Vonage on May 1 won a long-fought victory against the state of Nebraska – a judge ruled that Vonage and other nomadic VoIP providers do not have to pay into state service funds. For the 20 or so states that run such programs, the decision is a blow, although it doesn’t hold as much impact as one might think, observers say.
“Frankly, I think if you carve out the nomadic VoIP guys, and I don’t think they’re a majority of the market anymore, this may be a more limited impact on the states than you think,” said a telecom lawyer who asked to remain anonymous.
The decision makes life harder for the FCC as well. The agency last year came close year to an overhaul after then-FCC Chairman Kevin Martin started pushing for action on intercarrier compensation reform. The move sent many CLECs into a panic and enough doubt prevailed among the four other commissioners that Martin failed to get the details to a vote before he resigned from the commission.
Now that Martin is gone, and the FCC remains in a flux state with an acting chairman and the upcoming DTV transition on its plate, intercarrier compensation fixes have taken a back seat. There’s no word on when the agency might again address the issue, but the 8th Circuit Court’s move spotlights the pressing need for reform.

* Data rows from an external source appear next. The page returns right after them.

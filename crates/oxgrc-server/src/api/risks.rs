//! 风险接口，含 Risk → KRI → KCI 链路查询。

use axum::extract::{Extension, Path, Query, State};
use axum::http::StatusCode;
use axum::response::IntoResponse;
use axum::Json;
use chrono::Utc;
use oxgrc_common::types::Risk;
use oxgrc_core::mapping::{self, KriChainEntry};
use serde::Deserialize;
use utoipa::ToSchema;
use utoipa_axum::{router::OpenApiRouter, routes};

use crate::api::pagination::PaginationParams;
use crate::api::{
    core_error_response, error_response, record_audit, storage_error_response,
    success_paginated_response, success_response, ApiError,
};
use crate::auth::Claims;
use crate::logging::TraceId;
use crate::state::AppState;

#[derive(Debug, Deserialize, ToSchema)]
pub struct CreateRiskRequest {
    pub name: String,
    #[serde(default)]
    pub description: String,
    #[serde(default)]
    pub category: String,
    /// 固有风险评分（约定 0-10）
    pub inherent_risk_score: f64,
    /// 剩余风险评分（约定 residual <= inherent）
    pub residual_risk_score: f64,
    #[serde(default)]
    pub status: String,
    #[serde(default)]
    pub owner: String,
    #[serde(default)]
    pub linked_control_ids: Vec<String>,
}

/// 风险列表
#[utoipa::path(
    get,
    path = "/v1/risks",
    tag = "Risks",
    security(("bearer_auth" = [])),
    params(PaginationParams),
    responses(
        (status = 200, description = "风险列表", body = [Risk])
    )
)]
async fn list_risks(
    Extension(trace_id): Extension<TraceId>,
    State(state): State<AppState>,
    Query(params): Query<PaginationParams>,
) -> impl IntoResponse {
    let (limit, offset) = (params.limit(), params.offset());
    match (
        state.store.list_risks(limit, offset),
        state.store.count_risks(),
    ) {
        (Ok(items), Ok(total)) => {
            success_paginated_response(StatusCode::OK, &trace_id, items, total, limit, offset)
        }
        (Err(e), _) | (_, Err(e)) => storage_error_response(&trace_id, "Failed to list risks", &e),
    }
}

/// 创建风险
#[utoipa::path(
    post,
    path = "/v1/risks",
    tag = "Risks",
    security(("bearer_auth" = [])),
    request_body = CreateRiskRequest,
    responses(
        (status = 201, description = "创建成功", body = Risk),
        (status = 400, description = "请求参数错误", body = ApiError)
    )
)]
async fn create_risk(
    Extension(trace_id): Extension<TraceId>,
    Extension(claims): Extension<Claims>,
    State(state): State<AppState>,
    Json(req): Json<CreateRiskRequest>,
) -> impl IntoResponse {
    // 约定 residual <= inherent；超出仅告警，不拒绝
    if req.residual_risk_score > req.inherent_risk_score {
        tracing::warn!(
            name = %req.name,
            inherent = req.inherent_risk_score,
            residual = req.residual_risk_score,
            "Residual risk score exceeds inherent risk score"
        );
    }

    let now = Utc::now();
    let risk = Risk {
        id: oxgrc_common::id::next_id(),
        name: req.name,
        description: req.description,
        category: req.category,
        inherent_risk_score: req.inherent_risk_score,
        residual_risk_score: req.residual_risk_score,
        status: req.status,
        owner: req.owner,
        kri_ids: Vec::new(),
        linked_control_ids: req.linked_control_ids,
        created_at: now,
        updated_at: now,
    };
    match state.store.insert_risk(&risk) {
        Ok(created) => {
            record_audit(
                &state,
                &claims.username,
                "create",
                "risk",
                &format!("created risk '{}'", created.name),
            );
            success_response(StatusCode::CREATED, &trace_id, created)
        }
        Err(e) => storage_error_response(&trace_id, "Failed to create risk", &e),
    }
}

/// 风险详情
#[utoipa::path(
    get,
    path = "/v1/risks/{id}",
    tag = "Risks",
    security(("bearer_auth" = [])),
    params(("id" = String, Path, description = "风险 ID")),
    responses(
        (status = 200, description = "风险详情", body = Risk),
        (status = 404, description = "风险不存在", body = ApiError)
    )
)]
async fn get_risk(
    Extension(trace_id): Extension<TraceId>,
    State(state): State<AppState>,
    Path(id): Path<String>,
) -> impl IntoResponse {
    match state.store.get_risk(&id) {
        Ok(Some(r)) => success_response(StatusCode::OK, &trace_id, r),
        Ok(None) => error_response(
            StatusCode::NOT_FOUND,
            &trace_id,
            "not_found",
            "risk not found",
        ),
        Err(e) => storage_error_response(&trace_id, "Failed to get risk", &e),
    }
}

/// Risk → KRI → KCI 链路，按创建顺序返回
#[utoipa::path(
    get,
    path = "/v1/risks/{id}/kri-chain",
    tag = "Risks",
    security(("bearer_auth" = [])),
    params(("id" = String, Path, description = "风险 ID")),
    responses(
        (status = 200, description = "KRI / KCI 链路", body = [KriChainEntry]),
        (status = 404, description = "风险不存在", body = ApiError)
    )
)]
async fn get_kri_chain(
    Extension(trace_id): Extension<TraceId>,
    State(state): State<AppState>,
    Path(id): Path<String>,
) -> impl IntoResponse {
    match mapping::resolve_kri_kci_chain(&state.store, &id) {
        Ok(chain) => success_response(StatusCode::OK, &trace_id, chain),
        Err(e) => core_error_response(&trace_id, "Failed to resolve KRI chain", &e),
    }
}

pub fn risk_routes() -> OpenApiRouter<AppState> {
    OpenApiRouter::new()
        .routes(routes!(list_risks, create_risk))
        .routes(routes!(get_risk))
        .routes(routes!(get_kri_chain))
}
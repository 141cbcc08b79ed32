//! 合规仪表盘聚合。
//!
//! Pure functions over in-memory snapshots of the entity collections. The
//! dashboard is recomputed from scratch on every call; nothing here caches.

use oxgrc_common::types::{AiModel, ControlTest, Framework, Issue, ModelRiskLevel, ModelStatus, Risk, TestResult, UnifiedControl};
use serde::Serialize;
use utoipa::ToSchema;

/// 仪表盘汇总数据
#[derive(Debug, Clone, PartialEq, Serialize, ToSchema)]
pub struct DashboardStats {
    /// 已纳入合规范围的框架数
    pub enabled_frameworks: u64,
    /// 统一控制总数
    pub total_unified_controls: u64,
    /// 控制有效性：测试通过率（百分比，一位小数；无测试记录时为 0）
    pub control_effectiveness: f64,
    /// 未关闭问题数（状态不是 Resolved / Closed）
    pub open_issues: u64,
    /// 平均剩余风险评分（一位小数；无风险记录时为 0）
    pub avg_residual_risk: f64,
    /// 生产状态的 AI 模型数
    pub production_ai_models: u64,
    /// 高风险 AI 模型数
    pub high_risk_ai_models: u64,
}

/// 四舍五入到一位小数（仅用于展示值）
pub fn round_one_decimal(value: f64) -> f64 {
    (value * 10.0).round() / 10.0
}

pub fn compute_dashboard_stats(
    frameworks: &[Framework],
    unified_controls: &[UnifiedControl],
    control_tests: &[ControlTest],
    issues: &[Issue],
    risks: &[Risk],
    ai_models: &[AiModel],
) -> DashboardStats {
    let enabled_frameworks = frameworks.iter().filter(|f| f.enabled).count() as u64;

    let total_tests = control_tests.len();
    let passed_tests = control_tests
        .iter()
        .filter(|t| t.result == TestResult::Pass)
        .count();
    let control_effectiveness = if total_tests == 0 {
        0.0
    } else {
        round_one_decimal(100.0 * passed_tests as f64 / total_tests as f64)
    };

    let open_issues = issues.iter().filter(|i| !i.status.is_terminal()).count() as u64;

    let avg_residual_risk = if risks.is_empty() {
        0.0
    } else {
        let sum: f64 = risks.iter().map(|r| r.residual_risk_score).sum();
        round_one_decimal(sum / risks.len() as f64)
    };

    let production_ai_models = ai_models
        .iter()
        .filter(|m| m.status == ModelStatus::Production)
        .count() as u64;
    let high_risk_ai_models = ai_models
        .iter()
        .filter(|m| m.risk_level == ModelRiskLevel::High)
        .count() as u64;

    DashboardStats {
        enabled_frameworks,
        total_unified_controls: unified_controls.len() as u64,
        control_effectiveness,
        open_issues,
        avg_residual_risk,
        production_ai_models,
        high_risk_ai_models,
    }
}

Members of Nebraska’s Public Service Commission are likely to file an appeal to the finding, which means the case could reach the Supreme Court. At that point, the question of regulatory classification of voice service over the Internet would stand a chance of finally being defined.
And as people in the industry like to say, everybody knows intercarrier compensation and USF have to be changed, but no one knows quite how.
“It’s just a huge, messy business,” said the telecom lawyer.
And it just got messier.
Read more about:Agents
Kelly Teal has more than 20 years’ experience as a journalist, editor and analyst, with longtime expertise in the indirect channel. She worked on the Channel Partners magazine staff for 11 years. Kelly now is principal of Kreativ Energy LLC. Follow her on LinkedIn at /kellyteal/.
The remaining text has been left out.